# Roamio Interface Color Scheme - YUCK!



## HeatherA (Jan 10, 2002)

I haven't seen anyone else mention the change in the color scheme of the TiVo screens on the Roamios. The Yellow highlight bar is atrocious and way too glaringly bright. It's driving me crazy. I'm Ok with the other changes, but that yellow bar has got to go.

Am I the only one that prefers the old color scheme? It seemed cleaner and much classier.


----------



## HenryFarpolo (Dec 1, 2008)

Put me on the opposite pole. I like the new scheme. I think it is bright crisp and classy.


----------



## southerndoc (Apr 5, 2003)

HenryFarpolo said:


> Put me on the opposite pole. I like the new scheme. I think it is bright crisp and classy.


I like it to. Like the new font.


----------



## aaronwt (Jan 31, 2002)

HenryFarpolo said:


> Put me on the opposite pole. I like the new scheme. I think it is bright crisp and classy.


+1

I like it much better than the Premieres and Mini interface.

Now I'm hoping they hurry up and upgrade the Mini interface to match the Roamio interface.


----------



## consumedsoul (Jan 13, 2013)

HenryFarpolo said:


> Put me on the opposite pole. I like the new scheme.
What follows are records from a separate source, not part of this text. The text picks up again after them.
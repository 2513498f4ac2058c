use std::fs;

use calamine::{Data, Reader, Xlsx, open_workbook};
use caseexport_io_xlsx::{EnumCellValue, derive_default_report_styles};
use caseexport_report::{
    Document, MemoryDocumentStore, ReportError, SpecReportOptions, derive_report_file_name,
    export_case_report, preview_case_report,
};
use chrono::{NaiveDate, NaiveDateTime};
use serde_json::{Value, json};

fn derive_dt() -> NaiveDateTime {
    NaiveDate::from_ymd_opt(2025, 3, 14)
        .and_then(|d| d.and_hms_opt(15, 9, 26))
        .expect("valid timestamp")
}

fn docs(value: Value) -> Vec<Document> {
    value
        .as_array()
        .expect("array payload")
        .iter()
        .map(|item| item.as_object().cloned().expect("object document"))
        .collect()
}

fn derive_store() -> MemoryDocumentStore {
    let mut store = MemoryDocumentStore::new();
    store.insert_many(
        "Case_details",
        docs(json!([{
            "case_id": 42,
            "incident_id": 9001,
            "account_no": "ACC-42",
            "bss_arrears_amount": 150000,
            "current_arrears_band": "AB-UNKNOWN",
            "created_dtm": {"$date": "2025-02-01T08:30:00Z"},
            "contact": [
                {"mob": "0711111111", "email": "one@example.com"},
                {"mob": "0722222222", "lan": "0112222222"}
            ],
            "remark": [
                {"remark": "Called customer", "remark_added_by": "ops1"},
                {"remark": "No answer", "remark_added_by": "ops2"},
                {"remark": "Promise to pay", "remark_added_by": "ops1"}
            ]
        }])),
    );
    store.insert_many(
        "Arrears_bands",
        docs(json!([{"AB-5_10": "5,000 - 10,000"}])),
    );
    store
}

#[test]
fn test_export_writes_expected_sections() {
    let tmp = tempfile::tempdir().expect("create temp dir");
    let dir_out = tmp.path().join("nested").join("exports");
    let store = derive_store();

    let report = export_case_report(
        &store,
        &json!(9001),
        &dir_out,
        &derive_default_report_styles(),
        &SpecReportOptions::default(),
        &derive_dt(),
    )
    .expect("export succeeds");

    let path_file_out = report.path_file_out.clone().expect("file written");
    assert_eq!(
        path_file_out,
        dir_out.join("Case_Details_9001_2025-03-14_15-09-26.xlsx")
    );
    assert_eq!(report.section("Contact Info").map(|s| s.cnt_rows), Some(2));
    assert_eq!(report.section("Remarks").map(|s| s.cnt_rows), Some(3));
    assert!(report.section("Settlement Details").is_none());
    assert_eq!(report.warning_count(), 1);
    assert!(report.warnings[0].contains("AB-UNKNOWN"));

    let mut workbook: Xlsx<_> = open_workbook(&path_file_out).expect("open workbook");
    assert_eq!(workbook.sheet_names(), vec!["Case Details".to_string()]);
    let range = workbook.worksheet_range("Case Details").expect("sheet range");

    let l_col_a: Vec<String> = (0..range.end().map_or(0, |(row, _)| row + 1))
        .filter_map(|row| match range.get_value((row, 0)) {
            Some(Data::String(s)) => Some(s.clone()),
            _ => None,
        })
        .collect();
    assert!(l_col_a.iter().any(|s| s == "Contact Info"));
    assert!(l_col_a.iter().any(|s| s == "Remarks"));
    assert!(!l_col_a.iter().any(|s| s == "Settlement Details"));

    // Case ID value, then the raw arrears code kept on a lookup miss.
    assert_eq!(range.get_value((1, 1)), Some(&Data::Float(42.0)));
    assert_eq!(
        range.get_value((6, 1)),
        Some(&Data::String("150,000".to_string()))
    );
    assert_eq!(
        range.get_value((14, 1)),
        Some(&Data::String("AB-UNKNOWN".to_string()))
    );
    assert_eq!(
        range.get_value((16, 1)),
        Some(&Data::String("2025-02-01 08:30:00".to_string()))
    );

    let section_remarks = report.section("Remarks").expect("remarks placed");
    let n_row_first_data = (section_remarks.row_first + 2 - 1) as u32;
    assert_eq!(
        range.get_value((n_row_first_data, 0)),
        Some(&Data::String("Called customer".to_string()))
    );
}

#[test]
fn test_export_never_overwrites_existing_file() {
    let tmp = tempfile::tempdir().expect("create temp dir");
    let store = derive_store();
    let styles = derive_default_report_styles();
    let options = SpecReportOptions::default();

    let file_name = derive_report_file_name("Case_Details", &json!(9001), &derive_dt());
    fs::write(tmp.path().join(&file_name), b"existing").unwrap();

    let report_first =
        export_case_report(&store, &json!(9001), tmp.path(), &styles, &options, &derive_dt())
            .unwrap();
    let report_second =
        export_case_report(&store, &json!(9001), tmp.path(), &styles, &options, &derive_dt())
            .unwrap();

    assert_eq!(
        report_first.path_file_out,
        Some(tmp.path().join("Case_Details_9001_2025-03-14_15-09-26_1.xlsx"))
    );
    assert_eq!(
        report_second.path_file_out,
        Some(tmp.path().join("Case_Details_9001_2025-03-14_15-09-26_2.xlsx"))
    );
    assert_eq!(fs::read(tmp.path().join(&file_name)).unwrap(), b"existing");
}

#[test]
fn test_missing_case_writes_nothing() {
    let tmp = tempfile::tempdir().expect("create temp dir");
    let dir_out = tmp.path().join("exports");
    let store = derive_store();

    let err = export_case_report(
        &store,
        &json!(1),
        &dir_out,
        &derive_default_report_styles(),
        &SpecReportOptions::default(),
        &derive_dt(),
    )
    .unwrap_err();

    assert!(matches!(err, ReportError::CaseNotFound { ref incident_id } if incident_id == "1"));
    assert!(!dir_out.exists());
}

#[test]
fn test_preview_matches_export_layout() {
    let store = derive_store();

    let (grid, report) = preview_case_report(
        &store,
        &json!(9001),
        &derive_default_report_styles(),
        &SpecReportOptions::default(),
    )
    .unwrap();

    assert!(report.path_file_out.is_none());
    let section_contacts = report.section("Contact Info").expect("contacts placed");
    assert_eq!(grid.find_rows(1, "Contact Info"), vec![section_contacts.row_first]);
    assert_eq!(
        grid.value(section_contacts.row_first + 2, 3),
        EnumCellValue::None
    );
    assert_eq!(
        grid.value(section_contacts.row_first + 3, 3),
        EnumCellValue::from("0112222222")
    );
}
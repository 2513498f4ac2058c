//! Report assembly: section order, row sourcing and cursor threading.

use caseexport_io_xlsx::{
    EnumCellValue, SheetSurface, SpecLabelValueItem, SpecReportStyles,
    format_with_thousand_separator, render_cell_text, write_label_value_table, write_table,
};
use log::{debug, warn};
use serde_json::Value;

use crate::document::{
    Document, cast_scalar_cell_value, derive_embedded_documents, derive_stringified_cell_value,
    flatten_nested_documents, is_value_falsy,
};
use crate::provider::CaseDataProvider;
use crate::report::ReportCaseBuilder;
use crate::section::{
    C_TITLE_CASE_DETAILS, EnumDetailRender, EnumSectionSource, L_CASE_DETAIL_FIELDS,
    L_TABLE_SECTIONS, SECTION_COMMISSIONS, SpecTableSection,
};
use crate::spec::{ReportError, SpecReportOptions};

/// Blank rows left below the case details block.
const N_ROWS_GAP_AFTER_DETAILS: usize = 2;
/// Blank rows left below every other table.
const N_ROWS_GAP_AFTER_TABLE: usize = 1;

/// Write every section of `document` onto `surface`, top to bottom from (1, 1).
///
/// Placed sections and non-fatal warnings are recorded in `report`.
pub fn assemble_report<S, P>(
    surface: &mut S,
    document: &Document,
    provider: &P,
    styles: &SpecReportStyles,
    options: &SpecReportOptions,
    report: &mut ReportCaseBuilder,
) -> Result<(), ReportError>
where
    S: SheetSurface + ?Sized,
    P: CaseDataProvider + ?Sized,
{
    let n_col = 1usize;
    let mut n_row = 1usize;

    let l_items = derive_case_detail_items(document, provider, report);
    let n_row_next =
        write_label_value_table(surface, n_row, n_col, C_TITLE_CASE_DETAILS, &l_items, styles)?;
    report.add_section(C_TITLE_CASE_DETAILS, n_row, n_row_next, l_items.len());
    n_row = n_row_next + N_ROWS_GAP_AFTER_DETAILS;

    let case_id = document.get("case_id").cloned().unwrap_or(Value::Null);
    let l_sections = L_TABLE_SECTIONS
        .iter()
        .chain(options.if_include_commissions.then_some(&SECTION_COMMISSIONS));

    for section in l_sections {
        let l_documents = derive_section_documents(section, document, provider, &case_id, report)?;
        if section.if_skip_empty && l_documents.is_empty() {
            debug!("Section '{}' has no rows, skipped.", section.title);
            continue;
        }

        let l_rows = derive_section_rows(section, &l_documents)?;
        let n_row_next = write_table(
            surface,
            n_row,
            n_col,
            section.title,
            section.headers().as_slice(),
            &l_rows,
            styles,
        )?;
        report.add_section(section.title, n_row, n_row_next, l_rows.len());
        n_row = n_row_next + N_ROWS_GAP_AFTER_TABLE;
    }

    Ok(())
}

////////////////////////////////////////////////////////////////////////////////
// #region CaseDetails

fn derive_case_detail_items<P>(
    document: &Document,
    provider: &P,
    report: &mut ReportCaseBuilder,
) -> Vec<SpecLabelValueItem>
where
    P: CaseDataProvider + ?Sized,
{
    L_CASE_DETAIL_FIELDS
        .iter()
        .map(|field| {
            let value = derive_stringified_cell_value(document.get(field.field));
            let value = match field.render {
                EnumDetailRender::Plain | EnumDetailRender::Emphasis => value,
                EnumDetailRender::Thousands => format_with_thousand_separator(&value),
                EnumDetailRender::ArrearsBand => derive_arrears_band_value(value, provider, report),
            };
            SpecLabelValueItem {
                label: field.label.to_string(),
                value,
                if_emphasis: field.render == EnumDetailRender::Emphasis,
            }
        })
        .collect()
}

/// Resolve a band code to its label.
///
/// A falsy code is kept without a lookup. A missing or falsy label keeps the
/// raw code and records a warning.
fn derive_arrears_band_value<P>(
    raw: EnumCellValue,
    provider: &P,
    report: &mut ReportCaseBuilder,
) -> EnumCellValue
where
    P: CaseDataProvider + ?Sized,
{
    if raw.is_falsy() {
        return raw;
    }
    let c_code = render_cell_text(&raw);

    match provider.find_arrears_band_value(&c_code) {
        Ok(Some(value)) if !is_value_falsy(&value) => derive_stringified_cell_value(Some(&value)),
        Ok(_) => {
            let c_warning = format!("Arrears band '{c_code}' not found; raw code kept.");
            warn!("{c_warning}");
            report.add_warning(c_warning);
            raw
        }
        Err(err) => {
            let c_warning = format!("Arrears band lookup failed for '{c_code}': {err}; raw code kept.");
            warn!("{c_warning}");
            report.add_warning(c_warning);
            raw
        }
    }
}

// #endregion
////////////////////////////////////////////////////////////////////////////////
// #region TableSections

fn derive_section_documents<P>(
    section: &SpecTableSection,
    document: &Document,
    provider: &P,
    case_id: &Value,
    report: &mut ReportCaseBuilder,
) -> Result<Vec<Document>, ReportError>
where
    P: CaseDataProvider + ?Sized,
{
    let l_documents = match section.source {
        EnumSectionSource::Embedded(field) => derive_embedded_documents(document, field),
        EnumSectionSource::Nested {
            parent,
            child,
            l_inherit,
        } => flatten_nested_documents(&derive_embedded_documents(document, parent), child, l_inherit),
        EnumSectionSource::Settlements => {
            derive_best_effort(section.title, provider.find_settlements(case_id), report)
        }
        EnumSectionSource::SettlementPlans => {
            derive_best_effort(section.title, provider.find_settlement_plans(case_id), report)
        }
        EnumSectionSource::Payments => provider.find_payments(case_id)?,
        EnumSectionSource::Commissions => provider.find_commissions(case_id)?,
    };
    Ok(l_documents)
}

fn derive_best_effort<E: std::fmt::Display>(
    title: &str,
    result: Result<Vec<Document>, E>,
    report: &mut ReportCaseBuilder,
) -> Vec<Document> {
    result.unwrap_or_else(|err| {
        let c_warning = format!("Failed to fetch rows for '{title}': {err}; section left empty.");
        warn!("{c_warning}");
        report.add_warning(c_warning);
        Vec::new()
    })
}

/// Project documents onto the section's columns. Arrays and objects are rejected.
fn derive_section_rows(
    section: &SpecTableSection,
    l_documents: &[Document],
) -> Result<Vec<Vec<EnumCellValue>>, ReportError> {
    l_documents
        .iter()
        .map(|document| {
            section
                .columns
                .iter()
                .map(|column| {
                    let value = document.get(column.field);
                    cast_scalar_cell_value(value).ok_or_else(|| ReportError::UnsupportedValue {
                        table: section.title.to_string(),
                        column: column.header.to_string(),
                        value: value.map(Value::to_string).unwrap_or_default(),
                    })
                })
                .collect()
        })
        .collect()
}

// #endregion
////////////////////////////////////////////////////////////////////////////////
//! TOML configuration: store location, collection names, export options and styles.

use std::fs;
use std::path::{Path, PathBuf};

use caseexport_io_xlsx::{
    C_SHEET_NAME_DEFAULT, SpecCellFormat, SpecReportStyles, derive_default_report_styles,
};
use caseexport_report::{ReportError, SpecCollectionNames, SpecReportOptions, StoreError};
use log::info;
use serde::Deserialize;
use thiserror::Error;

use crate::cli::CliArgs;

////////////////////////////////////////////////////////////////////////////////
// #region Sections

#[derive(Debug, Clone, PartialEq, Deserialize)]
#[serde(default, deny_unknown_fields)]
pub struct SpecDatabaseConfig {
    /// Directory of `<collection>.json` exports.
    pub store_dir: PathBuf,
    pub case_collection: String,
}

impl Default for SpecDatabaseConfig {
    fn default() -> Self {
        Self {
            store_dir: PathBuf::from("data"),
            case_collection: SpecCollectionNames::default().case_details,
        }
    }
}

#[derive(Debug, Clone, PartialEq, Deserialize)]
#[serde(default, deny_unknown_fields)]
pub struct SpecCollectionsConfig {
    pub settlements: String,
    pub payments: String,
    pub commissions: String,
    pub arrears_bands: String,
}

impl Default for SpecCollectionsConfig {
    fn default() -> Self {
        let names = SpecCollectionNames::default();
        Self {
            settlements: names.settlements,
            payments: names.payments,
            commissions: names.commissions,
            arrears_bands: names.arrears_bands,
        }
    }
}

#[derive(Debug, Clone, PartialEq, Deserialize)]
#[serde(default, deny_unknown_fields)]
pub struct SpecExportConfig {
    pub output_dir: PathBuf,
    pub file_prefix: String,
    pub sheet_name: String,
    pub include_commissions: bool,
}

impl Default for SpecExportConfig {
    fn default() -> Self {
        Self {
            output_dir: PathBuf::from("exports"),
            file_prefix: SpecReportOptions::default().file_prefix,
            sheet_name: C_SHEET_NAME_DEFAULT.to_string(),
            include_commissions: false,
        }
    }
}

/// Style overlays; unset fields keep the default style set.
#[derive(Debug, Clone, Default, PartialEq, Deserialize)]
#[serde(default, deny_unknown_fields)]
pub struct SpecStylesConfig {
    pub banner: SpecCellFormat,
    pub sub_header: SpecCellFormat,
    pub cell: SpecCellFormat,
    pub emphasis: SpecCellFormat,
}

/// Whole configuration file. Every section is optional.
#[derive(Debug, Clone, Default, PartialEq, Deserialize)]
#[serde(default, deny_unknown_fields)]
pub struct SpecAppConfig {
    pub database: SpecDatabaseConfig,
    pub collections: SpecCollectionsConfig,
    pub export: SpecExportConfig,
    pub styles: SpecStylesConfig,
}

// #endregion
////////////////////////////////////////////////////////////////////////////////
// #region Derivation

impl SpecAppConfig {
    /// Apply command-line overrides on top of file values.
    pub fn apply_cli_overrides(&mut self, args: &CliArgs) {
        if let Some(dir) = &args.store_dir {
            self.database.store_dir = dir.clone();
        }
        if let Some(dir) = &args.output_dir {
            self.export.output_dir = dir.clone();
        }
        if args.include_commissions {
            self.export.include_commissions = true;
        }
    }

    /// Default style set overlaid with the `[styles.*]` tables.
    pub fn derive_report_styles(&self) -> SpecReportStyles {
        let base = derive_default_report_styles();
        SpecReportStyles {
            fmt_banner: base.fmt_banner.merge(&self.styles.banner),
            fmt_sub_header: base.fmt_sub_header.merge(&self.styles.sub_header),
            fmt_cell: base.fmt_cell.merge(&self.styles.cell),
            fmt_emphasis: base.fmt_emphasis.merge(&self.styles.emphasis),
        }
    }

    pub fn derive_report_options(&self) -> SpecReportOptions {
        SpecReportOptions {
            file_prefix: self.export.file_prefix.clone(),
            sheet_name: self.export.sheet_name.clone(),
            if_include_commissions: self.export.include_commissions,
            collections: SpecCollectionNames {
                case_details: self.database.case_collection.clone(),
                settlements: self.collections.settlements.clone(),
                payments: self.collections.payments.clone(),
                commissions: self.collections.commissions.clone(),
                arrears_bands: self.collections.arrears_bands.clone(),
            },
        }
    }
}

/// Read and parse `path_config`.
///
/// A missing file yields the defaults unless `if_required` is set.
pub fn load_config(path_config: &Path, if_required: bool) -> Result<SpecAppConfig, CliError> {
    if !path_config.exists() && !if_required {
        info!(
            "Config file {} not found, using defaults.",
            path_config.display()
        );
        return Ok(SpecAppConfig::default());
    }

    let c_text = fs::read_to_string(path_config).map_err(|source| CliError::ConfigRead {
        path: path_config.to_path_buf(),
        source,
    })?;
    let config = toml::from_str(&c_text).map_err(|source| CliError::ConfigParse {
        path: path_config.to_path_buf(),
        source,
    })?;
    info!("Config loaded from {}.", path_config.display());
    Ok(config)
}

// #endregion
////////////////////////////////////////////////////////////////////////////////
// #region Errors

#[derive(Debug, Error)]
pub enum CliError {
    #[error("failed to read config {path}: {source}")]
    ConfigRead {
        path: PathBuf,
        #[source]
        source: std::io::Error,
    },
    #[error("failed to parse config {path}: {source}")]
    ConfigParse {
        path: PathBuf,
        #[source]
        source: toml::de::Error,
    },
    #[error(transparent)]
    Store(#[from] StoreError),
    #[error(transparent)]
    Report(#[from] ReportError),
}

// #endregion
////////////////////////////////////////////////////////////////////////////////

#[cfg(test)]
mod tests {
    use clap::Parser;

    use super::*;

    #[test]
    fn test_load_config_overlays_styles_and_names() {
        let tmp = tempfile::tempdir().expect("create temp dir");
        let path_config = tmp.path().join("config.toml");
        fs::write(
            &path_config,
            r##"
[database]
store_dir = "dump"

[collections]
payments = "Payments_v2"

[export]
file_prefix = "Case_Report"
include_commissions = true

[styles.banner]
bg_color = "#000000"
font_size = 14
"##,
        )
        .unwrap();

        let config = load_config(&path_config, true).unwrap();
        let options = config.derive_report_options();
        let styles = config.derive_report_styles();
        let base = derive_default_report_styles();

        assert_eq!(config.database.store_dir, PathBuf::from("dump"));
        assert_eq!(config.export.output_dir, PathBuf::from("exports"));
        assert_eq!(options.file_prefix, "Case_Report");
        assert_eq!(options.sheet_name, "Case Details");
        assert!(options.if_include_commissions);
        assert_eq!(options.collections.payments, "Payments_v2");
        assert_eq!(options.collections.settlements, "Case_settlements");
        assert_eq!(options.collections.case_details, "Case_details");

        assert_eq!(styles.fmt_banner.bg_color.as_deref(), Some("#000000"));
        assert_eq!(styles.fmt_banner.font_size, Some(14));
        assert_eq!(styles.fmt_banner.bold, base.fmt_banner.bold);
        assert_eq!(styles.fmt_cell, base.fmt_cell);
    }

    #[test]
    fn test_load_config_rejects_unknown_keys() {
        let tmp = tempfile::tempdir().expect("create temp dir");
        let path_config = tmp.path().join("config.toml");
        fs::write(&path_config, "[export]\nout_dir = \"x\"\n").unwrap();

        assert!(matches!(
            load_config(&path_config, true),
            Err(CliError::ConfigParse { .. })
        ));
    }

    #[test]
    fn test_load_config_missing_file() {
        let tmp = tempfile::tempdir().expect("create temp dir");
        let path_config = tmp.path().join("absent.toml");

        assert_eq!(
            load_config(&path_config, false).unwrap(),
            SpecAppConfig::default()
        );
        assert!(matches!(
            load_config(&path_config, true),
            Err(CliError::ConfigRead { .. })
        ));
    }

    #[test]
    fn test_cli_overrides_take_precedence() {
        let mut config = SpecAppConfig::default();
        let args = CliArgs::try_parse_from([
            "caseexport",
            "1",
            "--store-dir",
            "other",
            "--include-commissions",
        ])
        .unwrap();

        config.apply_cli_overrides(&args);

        assert_eq!(config.database.store_dir, PathBuf::from("other"));
        assert_eq!(config.export.output_dir, PathBuf::from("exports"));
        assert!(config.export.include_commissions);
    }
}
I think it is bright crisp and classy.


Completely agree (except the legacy SD menus of course).


----------



## Goober96 (Jun 28, 2005)

Lots of devices let you choose a theme. Maybe TiVo should implement something like that.


----------



## HeatherA (Jan 10, 2002)

I'm in the minority. Don't hate the entire color scheme, but the yellow is too much for me. Maybe it all boils Down to the fact that I bleed scarlet and grey  and the blue/yellow hatred is hard wired into me


----------



## aaronwt (Jan 31, 2002)

Where is the yellow? I guess I need to look closer at it. I mostly just notice the darker blue.


----------



## yokito (Jan 19, 2005)

I think I ran into one of those screens yesterday. There was a screen with a yellow bar in the bottom half and the font color in that bar was white.
My TV has a high contrast calibration (a preset) - that's why I believe my eyes were hurting when I saw that.


----------



## dianebrat (Jul 6, 2002)

aaronwt said:


> Where is the yellow? I guess I need to look closer at it. I mostly just notice the darker blue.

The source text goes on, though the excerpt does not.